What stage of the retraining process do you think you are at right now?
My retraining process lasted about four years. The studies demanded great focus, so I had less time for dancing. In that period, I gradually let go of dance bit by bit. In the end, I got my certificate on schedule and I’ve now been working in my new profession as a photographer for almost two years.
What are you up to at the moment and how did you get to this point?
I started photographing at the end of my dancing career. I had to choose between fine art and photography, and eventually chose to concentrate on photography, as I was searching for an artistic medium that could free our world from its transient nature. Through photography, I hoped to record everything around me. I wanted to create things that lasted for longer and we could keep for longer.
What are the similarities or links between what you do now and dancing?

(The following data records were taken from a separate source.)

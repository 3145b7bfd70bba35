//! Glob pattern matching for routing rules
//!
//! Rule patterns support a single metacharacter: `*`, matching any run of
//! characters including the empty run. Everything else is literal. Patterns
//! are compiled once when the route table is built, not per request.

use regex::Regex;

/// A compiled `*`-wildcard pattern, anchored at both ends.
#[derive(Debug, Clone)]
pub struct Pattern {
    regex: Regex,
}

impl Pattern {
    /// Compile a glob pattern. Only `*` is special; all other characters
    /// (including regex metacharacters) match literally.
    ///
    /// The compiled regex is anchored and uses `.*` as the only quantifier,
    /// so matching cannot backtrack pathologically.
    pub fn compile(pattern: &str) -> Self {
        let mut source = String::with_capacity(pattern.len() + 8);
        source.push('^');
        for (index, part) in pattern.split('*').enumerate() {
            // Each boundary between split parts is one `*` in the pattern,
            // including the ones producing empty leading/trailing parts.
            if index > 0 {
                source.push_str(".*");
            }
            source.push_str(&regex::escape(part));
        }
        source.push('$');

        // The source is built from escaped literals and `.*` only, so
        // compilation cannot fail for any input pattern.
        let regex = Regex::new(&source).expect("escaped glob pattern is always a valid regex");
        Self { regex }
    }

    /// Whole-string, case-sensitive match. An empty pattern matches only
    /// the empty string.
    pub fn matches(&self, input: &str) -> bool {
        self.regex.is_match(input)
    }
}

#[cfg(test)]
mod tests {
    use super::*;

    #[test]
    fn literal_pattern_matches_whole_string_only() {
        let p = Pattern::compile("claude-sonnet-4-5");
        assert!(p.matches("claude-sonnet-4-5"));
        assert!(!p.matches("claude-sonnet-4-5-20250929"));
        assert!(!p.matches("xclaude-sonnet-4-5"));
    }

    #[test]
    fn trailing_wildcard() {
        let p = Pattern::compile("claude-sonnet-*");
        assert!(p.matches("claude-sonnet-4-5"));
        assert!(p.matches("claude-sonnet-"));
        assert!(!p.matches("claude-opus-4"));
    }

    #[test]
    fn leading_and_inner_wildcards() {
        let p = Pattern::compile("*haiku*");
        assert!(p.matches("claude-haiku-4-5"));
        assert!(p.matches("haiku"));
        assert!(!p.matches("sonnet"));

        let p = Pattern::compile("glm-*-plus");
        assert!(p.matches("glm-4-plus"));
        assert!(!p.matches("glm-4-plus-x"));
    }

    #[test]
    fn star_matches_empty_run() {
        let p = Pattern::compile("a*b");
        assert!(p.matches("ab"));
        assert!(p.matches("axyzb"));
    }

    #[test]
    fn bare_star_matches_everything() {
        let p = Pattern::compile("*");
        assert!(p.matches(""));
        assert!(p.matches("anything-at-all"));
    }

    #[test]
    fn consecutive_stars_collapse_to_any() {
        let p = Pattern::compile("**");
        assert!(p.matches(""));
        assert!(p.matches("anything"));

        let p = Pattern::compile("a**b");
        assert!(p.matches("ab"));
        assert!(p.matches("a-middle-b"));
    }

    #[test]
    fn empty_pattern_matches_only_empty_string() {
        let p = Pattern::compile("");
        assert!(p.matches(""));
        assert!(!p.matches("x"));
    }

    #[test]
    fn regex_metacharacters_are_literal() {
        let p = Pattern::compile("model.v1+beta");
        assert!(p.matches("model.v1+beta"));
        assert!(!p.matches("modelxv1+beta"));
        assert!(!p.matches("model.v11beta"));
    }

    #[test]
    fn matching_is_case_sensitive() {
        let p = Pattern::compile("Claude-*");
        assert!(p.matches("Claude-sonnet"));
        assert!(!p.matches("claude-sonnet"));
    }
}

I’m still working as an artist. I found other professions too practical. In my former profession, I was a performing dancer, but now I can express my own stories and imagination, which is something I like better.
What were the highlights of your dancing career?

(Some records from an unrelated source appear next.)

// CLI module - command-line argument parsing
//
// Subcommands:
// - serve:  run the proxy server in the foreground (what the detached
//           child runs)
// - start:  ensure a detached proxy is running (singleton protocol)
// - stop:   stop the detached proxy; --if-no-peers waits out the grace
//           window first and aborts if a client process is still alive
// - status: report singleton state
// - config: show the effective configuration or the config file path

use crate::config::VERSION;
use clap::{Parser, Subcommand};

/// cc-glm - routing proxy between Claude Code and GLM-family upstreams
#[derive(Parser)]
#[command(name = "cc-glm")]
#[command(version = VERSION)]
#[command(about = "Routing proxy between Claude Code and GLM-family upstreams", long_about = None)]
pub struct Cli {
    #[command(subcommand)]
    pub command: Option<Commands>,
}

#[derive(Subcommand)]
pub enum Commands {
    /// Run the proxy server in the foreground
    Serve,

    /// Start a detached proxy server (no-op if one is already running)
    Start,

    /// Stop the detached proxy server
    Stop {
        /// Only stop after a full grace window with no client process alive
        #[arg(long)]
        if_no_peers: bool,

        /// Client process name to look for during the grace window
        #[arg(long, default_value = crate::lifecycle::DEFAULT_PEER_PROCESS)]
        peer_name: String,
    },

    /// Report whether the proxy is running
    Status,

    /// Manage configuration
    Config {
        /// Show effective configuration
        #[arg(long)]
        show: bool,

        /// Show config file path
        #[arg(long)]
        path: bool,

        /// Reset config file to defaults
        #[arg(long)]
        reset: bool,
    },
}

pub fn handle_config(show: bool, path: bool, reset: bool) {
    use crate::config::Config;
    use std::io::Write;

    if path {
        match Config::config_path() {
            Some(p) => println!("{}", p.display()),
            None => {
                eprintln!("Error: could not determine config path");
                std::process::exit(1);
            }
        }
        return;
    }

    if reset {
        let Some(p) = Config::config_path() else {
            eprintln!("Error: could not determine config path");
            std::process::exit(1);
        };

        // Confirm if file exists
        if p.exists() {
            eprint!("Config file exists at {}. Overwrite? [y/N] ", p.display());
            let _ = std::io::stderr().flush();
            let mut input = String::new();
            let _ = std::io::stdin().read_line(&mut input);
            if !input.trim().eq_ignore_ascii_case("y") {
                println!("Aborted.");
                return;
            }
        }

        if let Some(parent) = p.parent() {
            if let Err(e) = std::fs::create_dir_all(parent) {
                eprintln!("Error creating directory: {}", e);
                std::process::exit(1);
            }
        }
        if let Err(e) = std::fs::write(&p, Config::default().to_toml()) {
            eprintln!("Error writing config: {}", e);
            std::process::exit(1);
        }
        println!("Config reset to defaults: {}", p.display());
        return;
    }

    if show {
        let config = Config::from_env();
        println!("# Effective configuration (env > file > defaults)");
        println!();
        println!("[proxy]");
        println!("host = {:?}", config.proxy.host);
        println!("port = {}", config.proxy.port);
        println!();
        println!("[upstream.anthropic]");
        println!("url = {:?}", config.upstreams.anthropic.url);
        println!();
        println!("[upstream.zai]");
        println!("url = {:?}", config.upstreams.zai.url);
        println!(
            "api_key = {}",
            if config.upstreams.zai.api_key.is_some() {
                "(configured)"
            } else {
                "(not set)"
            }
        );
        println!();
        println!("[routing]");
        println!("default = {:?}", config.routing.default_upstream);
        for rule in &config.routing.rules {
            println!();
            println!("[[routing.rules]]");
            println!("match = {:?}", rule.pattern);
            println!("upstream = {:?}", rule.upstream);
            if let Some(model) = &rule.model {
                println!("model = {:?}", model);
            }
        }
        println!();
        println!("[lifecycle]");
        println!("stop_grace_seconds = {}", config.lifecycle.stop_grace_seconds);
        println!("start_wait_seconds = {}", config.lifecycle.start_wait_seconds);
        println!("state_dir = {:?}", config.lifecycle.state_dir.display().to_string());
        println!();
        println!("[signature_store]");
        println!("max_size = {}", config.signature_store.max_size);
        println!();
        println!("[logging]");
        println!("level = {:?}", config.logging.level.as_str());

        println!();
        if let Some(p) = Config::config_path() {
            if p.exists() {
                println!("# Source: {}", p.display());
            } else {
                println!("# Source: defaults (no config file)");
            }
        }
        return;
    }

    println!("Usage: cc-glm config [OPTIONS]");
    println!();
    println!("Options:");
    println!("  --show    Display effective configuration");
    println!("  --path    Show config file path");
    println!("  --reset   Reset config file to defaults");
}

My highlight was working with Krisztina de Châtel and dancing in her pieces like Föld, Zooi and Imperium. I also have great memories of working with the artist Marina Abramović in the Van Gogh Museum, because I never took part in such a big production after that.
Which other qualities you developed as a dancer are useful to you now?

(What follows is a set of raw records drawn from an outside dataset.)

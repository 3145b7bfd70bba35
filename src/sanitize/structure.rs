//! Message-sequence repair
//!
//! Upstream anthropic rejects conversations that do not start with a user
//! message, contain consecutive same-role messages, contain empty messages,
//! or echo a `tool_result` with no matching `tool_use` in the immediately
//! preceding assistant turn. Client-side history editing (and our own
//! thinking-block conversions) can produce all four, so the sanitizer runs
//! these repairs after the per-block pass.

use serde_json::{json, Value};
use std::collections::HashSet;

/// Bound on the fix-point iteration. Each pass strictly shrinks or merges,
/// so real inputs converge in one or two passes.
const MAX_REPAIR_PASSES: usize = 10;

fn role_of(message: &Value) -> Option<&str> {
    message.get("role").and_then(Value::as_str)
}

fn is_empty_content(message: &Value) -> bool {
    match message.get("content") {
        Some(Value::String(s)) => s.is_empty(),
        Some(Value::Array(a)) => a.is_empty(),
        _ => false,
    }
}

/// Coerce message content into a block array for merging. A bare string
/// becomes a single text block.
fn content_blocks(message: &Value) -> Vec<Value> {
    match message.get("content") {
        Some(Value::Array(a)) => a.clone(),
        Some(Value::String(s)) => vec![json!({"type": "text", "text": s})],
        Some(Value::Null) | None => Vec::new(),
        Some(other) => vec![other.clone()],
    }
}

fn merge_into(first: &mut Value, second: &Value) {
    let joined = match (first.get("content"), second.get("content")) {
        (Some(Value::String(a)), Some(Value::String(b))) => {
            Value::String(format!("{}\n\n{}", a, b))
        }
        _ => {
            let mut blocks = content_blocks(first);
            blocks.extend(content_blocks(second));
            Value::Array(blocks)
        }
    };
    first["content"] = joined;
}

/// Iteratively repair the message sequence until stable: drop the leading
/// non-user prefix, merge consecutive same-role messages, drop empty
/// messages. Returns whether anything changed.
pub(super) fn repair_structure(messages: &mut Vec<Value>) -> bool {
    let mut changed_any = false;

    for _ in 0..MAX_REPAIR_PASSES {
        let mut changed = false;

        // Leading non-user prefix. Dropping here may orphan a tool_result
        // further down, which is why orphan repair runs after this.
        while let Some(first) = messages.first() {
            if role_of(first) == Some("user") {
                break;
            }
            messages.remove(0);
            changed = true;
        }

        // Consecutive same-role merge.
        let mut i = 1;
        while i < messages.len() {
            let same_role = match (role_of(&messages[i - 1]), role_of(&messages[i])) {
                (Some(a), Some(b)) => a == b,
                _ => false,
            };
            if same_role {
                let second = messages.remove(i);
                merge_into(&mut messages[i - 1], &second);
                changed = true;
            } else {
                i += 1;
            }
        }

        // Empty-content drop.
        let before = messages.len();
        messages.retain(|m| !is_empty_content(m));
        if messages.len() != before {
            changed = true;
        }

        if !changed {
            break;
        }
        changed_any = true;
    }

    changed_any
}

/// Textual payload of a tool_result block: its `content` string, or the
/// concatenated `text` of its nested text blocks.
fn tool_result_text(block: &Value) -> Option<String> {
    match block.get("content") {
        Some(Value::String(s)) => Some(s.clone()),
        Some(Value::Array(blocks)) => {
            let texts: Vec<&str> = blocks
                .iter()
                .filter(|b| b.get("type").and_then(Value::as_str) == Some("text"))
                .filter_map(|b| b.get("text").and_then(Value::as_str))
                .collect();
            if texts.is_empty() {
                None
            } else {
                Some(texts.join("\n"))
            }
        }
        _ => None,
    }
}

/// Collect `tool_use` ids from an assistant message's content array.
fn tool_use_ids(message: &Value) -> HashSet<String> {
    let mut ids = HashSet::new();
    if role_of(message) != Some("assistant") {
        return ids;
    }
    let Some(blocks) = message.get("content").and_then(Value::as_array) else {
        return ids;
    };
    for block in blocks {
        if block.get("type").and_then(Value::as_str) == Some("tool_use") {
            if let Some(id) = block.get("id").and_then(Value::as_str) {
                ids.insert(id.to_string());
            }
        }
    }
    ids
}

/// Convert orphaned tool_result blocks, those whose `tool_use_id` has no
/// matching `tool_use` in the immediately preceding assistant message, into
/// plain text blocks anthropic will accept. Returns whether anything changed.
pub(super) fn repair_orphan_tool_results(messages: &mut [Value]) -> bool {
    let mut changed = false;

    for i in 0..messages.len() {
        if role_of(&messages[i]) != Some("user") {
            continue;
        }
        let has_tool_result = messages[i]
            .get("content")
            .and_then(Value::as_array)
            .is_some_and(|blocks| {
                blocks
                    .iter()
                    .any(|b| b.get("type").and_then(Value::as_str) == Some("tool_result"))
            });
        if !has_tool_result {
            continue;
        }

        let known_ids = if i > 0 {
            tool_use_ids(&messages[i - 1])
        } else {
            HashSet::new()
        };

        let Some(blocks) = messages[i].get_mut("content").and_then(Value::as_array_mut) else {
            continue;
        };
        for block in blocks.iter_mut() {
            if block.get("type").and_then(Value::as_str) != Some("tool_result") {
                continue;
            }
            let matched = block
                .get("tool_use_id")
                .and_then(Value::as_str)
                .is_some_and(|id| known_ids.contains(id));
            if matched {
                continue;
            }

            let text = match tool_result_text(block) {
                Some(t) if !t.is_empty() => format!("[previous tool result]\n{}", t),
                _ => "[previous tool result]".to_string(),
            };
            *block = json!({"type": "text", "text": text});
            changed = true;
        }
    }

    changed
}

As a dancer, you learn to explore space in a different way. I still think that’s one of the nicest experiences. In my new profession, I use the space differently. It’s always liberating to experience space as a dancer.
How has the retraining process gone for you?
I found it quite difficult to let go of dance. It’s a process that goes in fits and starts, because you’re searching for a new passion. After retraining, I really needed to talk to other dancers who had undergone the retraining process. Their stories helped me to grow further away from dance. That was also the reason behind my latest photo project, Second Stage.
What was your greatest challenge during this process?
Dance gave me an identity. It was quite a challenge to replace that old identity with a new one. The process took me more than five years. Even with that new certificate, I still didn’t feel like a photographer. I was both a dancer and a photographer. Eventually, you instinctively take the dancer along with you in your new profession. You never get rid of the dancer in you.
What have you learnt from your retraining, and what advice would you like to give dancers who are ready to retrain?
Everybody makes their own way along the path to a new career. I’ve learnt that there are two kinds of retrained dancers. Some see their second career as a continuation of their dancing career, while others prefer to start a new chapter. It’s good to know which group you belong to.
Why do you think it’s important for dancers to receive support during the retraining process?
It’s important to support dancers in their retraining process because you suddenly find yourself in a new profession, in which you function very differently. Adjusting is not always a matter of course, so it’s crucial to receive support along this difficult path. The support also helps you to go further, meaning that dancers can end up in very different professions.